A paradox is a statement which has either an apparent or a real self-inconsistency (such as “A and non-A”), thus contradicting the logical principle of excluded third (`tertium non datur')
In the early stages of quantum theory development there were at least two suggested paradoxes, one reported by Schrödinger and the other reported by Einstein-Podolsky-Rosen. These quantum `paradoxes' are as follows:
1. The `Schrödinger cat paradox' in a thought (or `gedanken') experiment that supposedly shows that a “cat is neither alive nor dead” but in a superposition of the so-called `live' and `dead' states. A related version of this `paradox' is the two-slit experiment in which, for example, `an electron passes through two slits at the same time, thus interferring with itself and resulting in a diffraction pattern at the detector behind the two slits'; however, if the electron position is determined before reaching the two slits the diffraction pattern, of course, disappears, as only one electron possible state exists–that which was already measured or observed.

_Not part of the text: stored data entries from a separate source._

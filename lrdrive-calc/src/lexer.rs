//! # Calculator Scanner
//!
//! A [`Lexicon`] compiles the calculator's token patterns into one dense DFA
//! with `regex-automata`; [`Lexicon::scan`] then yields a [`CalcLexer`] over a
//! source string. Each step runs an anchored search at the current offset,
//! and the pattern that matched becomes the token.
//!
//! Whitespace and `#` comments are skipped. A character that starts no token
//! is returned as [`TokenID::Invalid`], which the grammar never accepts, so
//! it surfaces as an ordinary syntax error. An integer literal that does not
//! fit in `i64` is reported as a [`Diagnostic`] and also returned as
//! `Invalid`; the syntax error the parser then reports for that token is
//! dropped. Literals are unsigned, so `i64::MIN` can only be computed, for
//! example as `-9223372036854775807 - 1`.

use crate::{CalcError, TokenID, TokenValue};
use lrdrive::{Position, Scanner, Span, Terminal};
use regex_automata::{
    Anchored, Input,
    dfa::{Automaton, dense},
};
use smartstring::alias::String;
use std::fmt;

/// Token patterns, indexed by [`Rule`].
const PATTERNS: [&str; 12] = [
    r"[ \t\r\n]+",
    r"#[^\n]*",
    r"[0-9]+",
    r"[A-Za-z_][A-Za-z0-9_]*",
    r"\+",
    r"-",
    r"\*",
    r"/",
    r"\(",
    r"\)",
    r"=",
    r";",
];

#[derive(Debug, Clone, Copy, PartialEq, Eq)]
enum Rule {
    WhiteSpace,
    Comment,
    Number,
    Ident,
    Plus,
    Minus,
    Asterisk,
    Slash,
    LeftParen,
    RightParen,
    Equals,
    Semicolon,
}

impl Rule {
    const ALL: [Rule; 12] = [
        Rule::WhiteSpace,
        Rule::Comment,
        Rule::Number,
        Rule::Ident,
        Rule::Plus,
        Rule::Minus,
        Rule::Asterisk,
        Rule::Slash,
        Rule::LeftParen,
        Rule::RightParen,
        Rule::Equals,
        Rule::Semicolon,
    ];
}

/// A lexical or syntax error message with its location.
#[derive(Debug, Clone, PartialEq, Eq)]
pub struct Diagnostic {
    pub message: String,
    pub span: Span,
}

impl fmt::Display for Diagnostic {
    fn fmt(&self, f: &mut fmt::Formatter<'_>) -> fmt::Result {
        write!(f, "{}: {}", self.span, self.message)
    }
}

/// The compiled token automaton. Build once, scan any number of sources.
#[derive(Debug, Clone)]
pub struct Lexicon {
    dfa: dense::DFA<Vec<u32>>,
}

impl Lexicon {
    pub fn try_new() -> Result<Self, CalcError> {
        let dfa = dense::DFA::new_many(&PATTERNS)?;
        log::debug!("built scanner DFA: {} bytes", dfa.memory_usage());
        Ok(Self { dfa })
    }

    pub fn scan<'a>(&'a self, source: &'a str) -> CalcLexer<'a> {
        CalcLexer {
            dfa: &self.dfa,
            source,
            pos: 0,
            at: Position::default(),
            value: TokenValue::None,
            span: Span::point(Position::default()),
            diagnostics: Vec::new(),
        }
    }
}

/// Scanner over one calculator source string.
///
/// Positions are 0-based line/column pairs counted in characters. At end of
/// input the scanner keeps returning [`TokenID::End`] with an empty span at
/// the final position.
///
/// # Example
///
/// ```rust
/// # use lrdrive::{Scanner, Terminal};
/// # use lrdrive_calc::{Lexicon, TokenID, TokenValue};
/// let lexicon = Lexicon::try_new().unwrap();
/// let mut lexer = lexicon.scan("x = 42;");
/// assert_eq!(lexer.next_token(), Terminal::from(TokenID::Ident));
/// assert_eq!(lexer.value(), TokenValue::Ident("x".into()));
/// assert_eq!(lexer.next_token(), Terminal::from(TokenID::Equals));
/// assert_eq!(lexer.next_token(), Terminal::from(TokenID::Number));
/// assert_eq!(lexer.value(), TokenValue::Number(42));
/// ```
pub struct CalcLexer<'a> {
    dfa: &'a dense::DFA<Vec<u32>>,
    source: &'a str,
    pos: usize,
    at: Position,
    value: TokenValue,
    span: Span,
    diagnostics: Vec<Diagnostic>,
}

impl<'a> CalcLexer<'a> {
    /// Diagnostics recorded so far, in source order.
    pub fn diagnostics(&self) -> &[Diagnostic] {
        &self.diagnostics
    }

    pub fn into_diagnostics(self) -> Vec<Diagnostic> {
        self.diagnostics
    }

    /// Longest token starting at the current offset, or `None` if no
    /// pattern matches there.
    fn longest_match(&self) -> Option<(Rule, usize)> {
        let input = Input::new(self.source)
            .span(self.pos..self.source.len())
            .anchored(Anchored::Yes);
        match self.dfa.try_search_fwd(&input) {
            Ok(Some(m)) if m.offset() > self.pos => {
                Rule::ALL.get(m.pattern().as_usize()).map(|rule| (*rule, m.offset()))
            }
            Ok(_) => None,
            Err(err) => {
                log::warn!("scanner search failed at offset {}: {err}", self.pos);
                None
            }
        }
    }

    fn advance_to(&mut self, end: usize) -> &'a str {
        let text = &self.source[self.pos..end];
        let start = self.at;
        self.at.advance(text);
        self.pos = end;
        self.span = Span::new(start, self.at);
        text
    }

    fn scan(&mut self) -> TokenID {
        self.value = TokenValue::None;
        loop {
            if self.pos >= self.source.len() {
                self.span = Span::point(self.at);
                return TokenID::End;
            }
            let Some((rule, end)) = self.longest_match() else {
                let width = self.source[self.pos..]
                    .chars()
                    .next()
                    .map_or(1, char::len_utf8);
                let text = self.advance_to(self.pos + width);
                log::trace!("invalid character {text:?} at {}", self.span);
                return TokenID::Invalid;
            };
            let text = self.advance_to(end);
            return match rule {
                Rule::WhiteSpace | Rule::Comment => continue,
                Rule::Number => match text.parse::<i64>() {
                    Ok(n) => {
                        self.value = TokenValue::Number(n);
                        TokenID::Number
                    }
                    Err(err) => {
                        self.diagnostics.push(Diagnostic {
                            message: format!("invalid number {text}: {err}").into(),
                            span: self.span,
                        });
                        TokenID::Invalid
                    }
                },
                Rule::Ident => {
                    self.value = TokenValue::Ident(text.into());
                    TokenID::Ident
                }
                Rule::Plus => TokenID::Plus,
                Rule::Minus => TokenID::Minus,
                Rule::Asterisk => TokenID::Asterisk,
                Rule::Slash => TokenID::Slash,
                Rule::LeftParen => TokenID::LeftParen,
                Rule::RightParen => TokenID::RightParen,
                Rule::Equals => TokenID::Equals,
                Rule::Semicolon => TokenID::Semicolon,
            };
        }
    }
}

impl Scanner for CalcLexer<'_> {
    type Value = TokenValue;
    type Span = Span;

    fn next_token(&mut self) -> Terminal {
        let token = self.scan();
        log::trace!("token {} at {}", token.label(), self.span);
        token.into()
    }

    fn value(&mut self) -> TokenValue {
        std::mem::take(&mut self.value)
    }

    fn span(&self) -> Span {
        self.span
    }

    fn report_error(&mut self, message: &str, span: &Span) {
        // A token the scanner already diagnosed gets no second report.
        if self.diagnostics.last().is_some_and(|last| last.span == *span) {
            log::debug!("{span}: {message} (already reported)");
            return;
        }
        self.diagnostics.push(Diagnostic {
            message: message.into(),
            span: *span,
        });
    }
}
//! Error types for table loading and parsing.
//!
//! Syntax errors a parse recovers from never show up here: they are reported
//! through [`Scanner::report_error`](crate::Scanner::report_error) and the
//! parse carries on. A [`ParseError`] is returned only when a parse ends
//! without accepting.

use thiserror::Error;

/// A table set failed validation in [`TablesBuilder::build`](crate::TablesBuilder::build).
#[derive(Debug, Clone, PartialEq, Eq, Error)]
pub enum TableError {
    #[error("table set has no states")]
    NoStates,

    #[error("too many states ({0}) for the action encoding")]
    TooManyStates(usize),

    #[error("terminal 0 is reserved and cannot be the {0} terminal")]
    ReservedTerminal(&'static str),

    #[error("state {state}: terminal 0 is reserved and cannot key an action")]
    ReservedKey { state: usize },

    #[error("state {state}: shift to unknown state {target}")]
    ShiftOutOfRange { state: usize, target: usize },

    #[error("state {state}: reduce by unknown rule {rule}")]
    UnknownRule { state: usize, rule: usize },

    #[error("state {state}: goto on nonterminal {nonterminal} leads to unknown state {target}")]
    GotoOutOfRange {
        state: usize,
        nonterminal: u16,
        target: u32,
    },

    #[error("rule {0} cannot be the accept rule")]
    InvalidAcceptRule(usize),
}

/// Why a parse ended without accepting.
#[derive(Debug, Clone, PartialEq, Eq, Error)]
pub enum ParseError {
    /// A semantic action returned [`Control::Abort`](crate::Control::Abort).
    #[error("parse aborted by a semantic action")]
    Aborted,

    /// No state left on the stack can shift the error terminal.
    #[error("unrecoverable syntax error")]
    Unrecoverable,

    /// Input ran out while skipping tokens to recover from a syntax error.
    #[error("unexpected end of input while recovering from a syntax error")]
    UnexpectedEnd,

    #[error("parser stack exceeded {limit} entries")]
    StackOverflow { limit: usize },
}
// SPDX-License-Identifier: AGPL-3.0-or-later
//
// Copyright (C) 2026 Relational Network

//! Authentication errors.

use axum::{
    http::StatusCode,
    response::{IntoResponse, Response},
    Json,
};
use serde::Serialize;

/// Authentication error type.
///
/// Session variants are raised while validating the signed session
/// cookie; CSRF variants while checking the double-submit pair on
/// mutating requests. Messages stay generic, details go to logs.
#[derive(Debug)]
pub enum AuthError {
    /// No session cookie present
    MissingSession,
    /// Session cookie is malformed or its signature does not verify
    InvalidSession,
    /// Session cookie is older than the maximum age
    SessionExpired,
    /// CSRF cookie or header absent on a mutating request
    CsrfMissing,
    /// CSRF cookie and header do not match
    CsrfMismatch,
}

#[derive(Serialize)]
struct AuthErrorBody {
    error: String,
    error_code: String,
}

impl AuthError {
    /// Get the error code for this error.
    pub fn error_code(&self) -> &'static str {
        match self {
            AuthError::MissingSession => "missing_session",
            AuthError::InvalidSession => "invalid_session",
            AuthError::SessionExpired => "session_expired",
            AuthError::CsrfMissing => "csrf_missing",
            AuthError::CsrfMismatch => "csrf_mismatch",
        }
    }

    /// Get the HTTP status code for this error.
    pub fn status_code(&self) -> StatusCode {
        match self {
            AuthError::MissingSession | AuthError::InvalidSession | AuthError::SessionExpired => {
                StatusCode::UNAUTHORIZED
            }
            AuthError::CsrfMissing | AuthError::CsrfMismatch => StatusCode::FORBIDDEN,
        }
    }
}

impl std::fmt::Display for AuthError {
    fn fmt(&self, f: &mut std::fmt::Formatter<'_>) -> std::fmt::Result {
        match self {
            AuthError::MissingSession => write!(f, "Authentication required"),
            AuthError::InvalidSession => write!(f, "Session is invalid"),
            AuthError::SessionExpired => write!(f, "Session has expired"),
            AuthError::CsrfMissing => write!(f, "CSRF token is required"),
            AuthError::CsrfMismatch => write!(f, "CSRF token mismatch"),
        }
    }
}

impl std::error::Error for AuthError {}

impl IntoResponse for AuthError {
    fn into_response(self) -> Response {
        let status = self.status_code();
        let body = Json(AuthErrorBody {
            error: self.to_string(),
            error_code: self.error_code().to_string(),
        });
        (status, body).into_response()
    }
}

#[cfg(test)]
mod tests {
    use super::*;
    use axum::body::to_bytes;

    #[tokio::test]
    async fn missing_session_returns_401() {
        let response = AuthError::MissingSession.into_response();
        assert_eq!(response.status(), StatusCode::UNAUTHORIZED);

        let body_bytes = to_bytes(response.into_body(), usize::MAX).await.unwrap();
        let body: serde_json::Value = serde_json::from_slice(&body_bytes).unwrap();
        assert_eq!(body["error_code"], "missing_session");
    }

    #[tokio::test]
    async fn csrf_mismatch_returns_403() {
        let response = AuthError::CsrfMismatch.into_response();
        assert_eq!(response.status(), StatusCode::FORBIDDEN);
    }

    #[test]
    fn expired_session_is_unauthorized() {
        assert_eq!(AuthError::SessionExpired.status_code(), StatusCode::UNAUTHORIZED);
        assert_eq!(AuthError::SessionExpired.error_code(), "session_expired");
    }
}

The wave-particle duality proposed by Louis deBroglie, and readily accepted by Albert Einstein, is thought to remove this type of quantum `paradox', although it simply shifts the argument to the quantum logic realm where quantum micro-entitites such as an electron or any other quantum `particle' can simultaneously possess an associated wave (or `character'); the existence of the associated
wave of a quantum particle was later elaborated in quantum field theories (QFT) in the form of `virtual photons' that mediate the electromagnetic interactions between charged quantum particles such as electrons, protons, ions, etc.
2. The Einstein-Podolsky-Rosen (or EPR) `paradox' is a thought experiment that reveals the non-local character of quantum theory, and was presented initially as `proof that Quantum Mechanics' is incomplete, because quantum non-locality was proposed to contradict both Special and general relativity theories.